>>>

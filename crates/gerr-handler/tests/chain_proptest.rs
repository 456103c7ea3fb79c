// SPDX-License-Identifier: MIT OR Apache-2.0
//! Property-based tests for handler chain composition.

use gerr_handler::combinators::{stream_fn, unary_fn};
use gerr_handler::{
    BoxError, ChainBuilder, StreamContext, StreamServerInfo, UnaryContext, UnaryServerInfo,
};
use proptest::prelude::*;
use std::sync::{Arc, Mutex};
use tonic::metadata::MetadataMap;

// ── Strategies ──────────────────────────────────────────────────────

/// `true` means the handler resolves the error, `false` means it passes it on
/// with its index appended.
fn arb_plan() -> impl Strategy<Value = Vec<bool>> {
    prop::collection::vec(any::<bool>(), 0..12)
}

fn build(plan: &[bool], log: &Arc<Mutex<Vec<usize>>>) -> gerr_handler::HandlerChain {
    let mut builder = ChainBuilder::new();
    for (index, resolves) in plan.iter().copied().enumerate() {
        let unary_log = log.clone();
        let stream_log = log.clone();
        builder = builder
            .unary(unary_fn(move |_ctx, err: BoxError| {
                unary_log.lock().unwrap().push(index);
                if resolves {
                    None
                } else {
                    Some(format!("{err}/{index}").into())
                }
            }))
            .stream(stream_fn(move |_ctx, err: BoxError| {
                stream_log.lock().unwrap().push(index);
                if resolves {
                    None
                } else {
                    Some(format!("{err}/{index}").into())
                }
            }));
    }
    builder.build()
}

fn expected_calls(plan: &[bool]) -> Vec<usize> {
    match plan.iter().position(|resolves| *resolves) {
        Some(stop) => (0..=stop).collect(),
        None => (0..plan.len()).collect(),
    }
}

fn expected_message(plan: &[bool]) -> Option<String> {
    if plan.iter().any(|resolves| *resolves) {
        return None;
    }
    let mut msg = String::from("e");
    for index in 0..plan.len() {
        msg.push_str(&format!("/{index}"));
    }
    Some(msg)
}

// ── 1. Unary chain: order, short-circuit, output ────────────────────

proptest! {
    #![proptest_config(ProptestConfig::with_cases(128))]
    #[test]
    fn unary_chain_stops_at_first_resolution(plan in arb_plan()) {
        let log = Arc::new(Mutex::new(Vec::new()));
        let chain = build(&plan, &log);
        let metadata = MetadataMap::new();
        let info = UnaryServerInfo::new("/prop.Svc/Unary");
        let ctx = UnaryContext { metadata: &metadata, request: &(), info: &info };

        let out = chain.unary().handle(&ctx, Some("e".into()));

        prop_assert_eq!(log.lock().unwrap().clone(), expected_calls(&plan));
        prop_assert_eq!(out.map(|e| e.to_string()), expected_message(&plan));
    }
}

// ── 2. Stream chain: same contract ──────────────────────────────────

proptest! {
    #![proptest_config(ProptestConfig::with_cases(128))]
    #[test]
    fn stream_chain_stops_at_first_resolution(plan in arb_plan()) {
        let log = Arc::new(Mutex::new(Vec::new()));
        let chain = build(&plan, &log);
        let metadata = MetadataMap::new();
        let info = StreamServerInfo::bidi("/prop.Svc/Stream");
        let ctx = StreamContext { metadata: &metadata, request: None, response: None, info: &info };

        let out = chain.stream().handle(&ctx, Some("e".into()));

        prop_assert_eq!(log.lock().unwrap().clone(), expected_calls(&plan));
        prop_assert_eq!(out.map(|e| e.to_string()), expected_message(&plan));
    }
}

// ── 3. Success path never reaches a handler ─────────────────────────

proptest! {
    #[test]
    fn no_error_never_invokes_handlers(plan in arb_plan()) {
        let log = Arc::new(Mutex::new(Vec::new()));
        let chain = build(&plan, &log);
        let metadata = MetadataMap::new();
        let info = UnaryServerInfo::new("/prop.Svc/Unary");
        let ctx = UnaryContext { metadata: &metadata, request: &(), info: &info };

        prop_assert!(chain.unary().handle(&ctx, None).is_none());
        prop_assert!(log.lock().unwrap().is_empty());
    }
}
// SPDX-License-Identifier: MIT OR Apache-2.0
//! Configuration for status-code tables.
//!
//! A [`StatusMapConfig`] names a fallback transport code and a table from
//! application status codes to transport codes. It is read from TOML:
//!
//! ```toml
//! fallback = "internal"
//!
//! [codes]
//! 404 = "not_found"
//! 409 = "ALREADY_EXISTS"
//! 429 = "8"
//! ```
//!
//! Transport codes may be spelled in `snake_case`, `SCREAMING_SNAKE_CASE`,
//! `CamelCase`, or as their numeric value. [`StatusMapConfig::to_status_map`]
//! turns a validated config into a [`StatusCodeMap`] for
//! `gerr_handler::combinators::map_status_code`.
#![deny(unsafe_code)]
#![warn(missing_docs)]

use gerr_handler::StatusCodeMap;
use serde::{Deserialize, Serialize};
use std::collections::BTreeMap;
use std::hash::Hash;
use std::path::Path;
use std::str::FromStr;
use tonic::Code;

// ---------------------------------------------------------------------------
// Errors
// ---------------------------------------------------------------------------

/// Errors that can occur while loading or applying a status-map config.
#[derive(Debug, thiserror::Error)]
pub enum ConfigError {
    /// The requested configuration file could not be read.
    #[error("config file not found: {path}")]
    FileNotFound {
        /// Path that was requested.
        path: String,
    },

    /// The file is not valid TOML or does not match the expected shape.
    #[error("failed to parse config: {reason}")]
    ParseError {
        /// Parser detail.
        reason: String,
    },

    /// Semantic validation failed.
    #[error("config validation failed: {reasons:?}")]
    ValidationError {
        /// One message per problem found.
        reasons: Vec<String>,
    },

    /// A table key is not a valid application status code.
    #[error("invalid application status code '{key}': {reason}")]
    InvalidKey {
        /// The offending key as written.
        key: String,
        /// Why it did not parse.
        reason: String,
    },
}

// ---------------------------------------------------------------------------
// Warnings
// ---------------------------------------------------------------------------

/// Issues that do not stop the table from working but are probably mistakes.
#[derive(Debug, Clone, PartialEq, Eq)]
pub enum ConfigWarning {
    /// An application code maps to `OK`, so clients see success for a failed
    /// call.
    OkTarget {
        /// The application status code.
        key: String,
    },
    /// The fallback is `OK`.
    OkFallback,
    /// No codes are configured, so every error gets the fallback.
    EmptyTable,
}

impl std::fmt::Display for ConfigWarning {
    fn fmt(&self, f: &mut std::fmt::Formatter<'_>) -> std::fmt::Result {
        match self {
            ConfigWarning::OkTarget { key } => {
                write!(f, "application code '{key}' maps to ok")
            }
            ConfigWarning::OkFallback => f.write_str("fallback code is ok"),
            ConfigWarning::EmptyTable => {
                f.write_str("no codes configured; every error uses the fallback")
            }
        }
    }
}

// ---------------------------------------------------------------------------
// Config type
// ---------------------------------------------------------------------------

/// Env var overriding [`StatusMapConfig::fallback`].
pub const FALLBACK_ENV: &str = "GERR_FALLBACK_CODE";

const DEFAULT_FALLBACK: &str = "internal";

fn default_fallback() -> String {
    DEFAULT_FALLBACK.into()
}

/// Status-code table as written in configuration.
#[derive(Debug, Clone, Deserialize, Serialize, PartialEq, Eq)]
#[serde(deny_unknown_fields)]
pub struct StatusMapConfig {
    /// Transport code for application codes missing from `codes`.
    #[serde(default = "default_fallback")]
    pub fallback: String,

    /// Application status code to transport code name.
    #[serde(default)]
    pub codes: BTreeMap<String, String>,
}

impl Default for StatusMapConfig {
    fn default() -> Self {
        Self {
            fallback: default_fallback(),
            codes: BTreeMap::new(),
        }
    }
}

impl StatusMapConfig {
    /// Build the runtime table.
    ///
    /// Keys are parsed with `C::from_str` after trimming. Call
    /// [`validate_config`] first; unknown code names and keys that parse to
    /// the same application code (`"7"` and `" 7"`, or `"7"` and `"07"` for
    /// integers) are reported here as a [`ConfigError::ValidationError`] as
    /// well.
    pub fn to_status_map<C>(&self) -> Result<StatusCodeMap<C>, ConfigError>
    where
        C: FromStr + Eq + Hash,
        C::Err: std::fmt::Display,
    {
        let fallback = parse_code(&self.fallback).ok_or_else(|| ConfigError::ValidationError {
            reasons: vec![unknown_code("fallback", &self.fallback)],
        })?;
        let mut map = StatusCodeMap::new(fallback);
        let mut reasons = Vec::new();
        for (key, name) in &self.codes {
            let code = parse_code(name).ok_or_else(|| ConfigError::ValidationError {
                reasons: vec![unknown_code(&format!("codes.{key}"), name)],
            })?;
            let app = key.trim().parse::<C>().map_err(|e| ConfigError::InvalidKey {
                key: key.clone(),
                reason: e.to_string(),
            })?;
            if map.insert(app, code).is_some() {
                reasons.push(format!(
                    "codes: '{key}' names an application status code already in the table"
                ));
            }
        }
        if reasons.is_empty() {
            Ok(map)
        } else {
            Err(ConfigError::ValidationError { reasons })
        }
    }
}

// ---------------------------------------------------------------------------
// Code names
// ---------------------------------------------------------------------------

const CODES: &[(&str, Code)] = &[
    ("ok", Code::Ok),
    ("cancelled", Code::Cancelled),
    ("unknown", Code::Unknown),
    ("invalid_argument", Code::InvalidArgument),
    ("deadline_exceeded", Code::DeadlineExceeded),
    ("not_found", Code::NotFound),
    ("already_exists", Code::AlreadyExists),
    ("permission_denied", Code::PermissionDenied),
    ("resource_exhausted", Code::ResourceExhausted),
    ("failed_precondition", Code::FailedPrecondition),
    ("aborted", Code::Aborted),
    ("out_of_range", Code::OutOfRange),
    ("unimplemented", Code::Unimplemented),
    ("internal", Code::Internal),
    ("unavailable", Code::Unavailable),
    ("data_loss", Code::DataLoss),
    ("unauthenticated", Code::Unauthenticated),
];

fn squash(name: &str) -> String {
    name.chars()
        .filter(|c| *c != '_' && *c != '-')
        .map(|c| c.to_ascii_lowercase())
        .collect()
}

/// Parse a transport code name or number.
///
/// ```
/// use gerr_config::parse_code;
/// use tonic::Code;
///
/// assert_eq!(parse_code("not_found"), Some(Code::NotFound));
/// assert_eq!(parse_code("NOT_FOUND"), Some(Code::NotFound));
/// assert_eq!(parse_code("NotFound"), Some(Code::NotFound));
/// assert_eq!(parse_code("5"), Some(Code::NotFound));
/// assert_eq!(parse_code("17"), None);
/// ```
pub fn parse_code(name: &str) -> Option<Code> {
    let name = name.trim();
    if let Ok(n) = name.parse::<usize>() {
        return CODES.get(n).map(|(_, code)| *code);
    }
    let wanted = squash(name);
    CODES
        .iter()
        .find(|(known, _)| squash(known) == wanted)
        .map(|(_, code)| *code)
}

/// Canonical `snake_case` name of a transport code.
pub fn code_name(code: Code) -> &'static str {
    CODES
        .iter()
        .find(|(_, known)| *known == code)
        .map_or("unknown", |(name, _)| name)
}

fn unknown_code(field: &str, value: &str) -> String {
    format!("{field}: unknown status code '{value}'")
}

// ---------------------------------------------------------------------------
// Loading
// ---------------------------------------------------------------------------

/// Load a [`StatusMapConfig`] from an optional TOML file.
///
/// * `Some(path)` reads and parses the file.
/// * `None` starts from [`StatusMapConfig::default()`].
///
/// Environment overrides are applied in both cases.
pub fn load_config(path: Option<&Path>) -> Result<StatusMapConfig, ConfigError> {
    let mut config = match path {
        Some(p) => {
            let content = std::fs::read_to_string(p).map_err(|_| ConfigError::FileNotFound {
                path: p.display().to_string(),
            })?;
            parse_toml(&content)?
        }
        None => StatusMapConfig::default(),
    };
    apply_env_overrides(&mut config);
    Ok(config)
}

/// Parse a TOML string into a [`StatusMapConfig`].
pub fn parse_toml(content: &str) -> Result<StatusMapConfig, ConfigError> {
    toml::from_str::<StatusMapConfig>(content).map_err(|e| ConfigError::ParseError {
        reason: e.to_string(),
    })
}

/// Apply environment variable overrides.
///
/// Recognised variables:
/// - `GERR_FALLBACK_CODE`
pub fn apply_env_overrides(config: &mut StatusMapConfig) {
    apply_overrides_from(config, |key| std::env::var(key).ok());
}

fn apply_overrides_from(config: &mut StatusMapConfig, lookup: impl Fn(&str) -> Option<String>) {
    if let Some(val) = lookup(FALLBACK_ENV) {
        config.fallback = val;
    }
}

// ---------------------------------------------------------------------------
// Validation
// ---------------------------------------------------------------------------

/// Validate a configuration, returning advisory warnings.
///
/// Unknown code names, empty keys, and keys that collide once surrounding
/// whitespace is trimmed are errors.
pub fn validate_config(config: &StatusMapConfig) -> Result<Vec<ConfigWarning>, ConfigError> {
    let mut errors: Vec<String> = Vec::new();
    let mut warnings: Vec<ConfigWarning> = Vec::new();

    match parse_code(&config.fallback) {
        None => errors.push(unknown_code("fallback", &config.fallback)),
        Some(Code::Ok) => warnings.push(ConfigWarning::OkFallback),
        Some(_) => {}
    }

    let mut seen: BTreeMap<&str, &str> = BTreeMap::new();
    for (key, name) in &config.codes {
        let trimmed = key.trim();
        if trimmed.is_empty() {
            errors.push("codes: application status code must not be empty".into());
            continue;
        }
        if let Some(first) = seen.insert(trimmed, key) {
            errors.push(format!(
                "codes: '{first}' and '{key}' name the same application status code"
            ));
        }
        match parse_code(name) {
            None => errors.push(unknown_code(&format!("codes.{key}"), name)),
            Some(Code::Ok) => warnings.push(ConfigWarning::OkTarget {
                key: trimmed.to_string(),
            }),
            Some(_) => {}
        }
    }

    if config.codes.is_empty() {
        warnings.push(ConfigWarning::EmptyTable);
    }

    if errors.is_empty() {
        Ok(warnings)
    } else {
        Err(ConfigError::ValidationError { reasons: errors })
    }
}

// ---------------------------------------------------------------------------
// Tests
// ---------------------------------------------------------------------------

<<<

#### WHAT TO DO:
Would you copy all lines in the records where the string "ChainBuilder" appears?

#### YOUR SOLUTION:
    BoxError, ChainBuilder, StreamContext, StreamServerInfo, UnaryContext, UnaryServerInfo,
    let mut builder = ChainBuilder::new();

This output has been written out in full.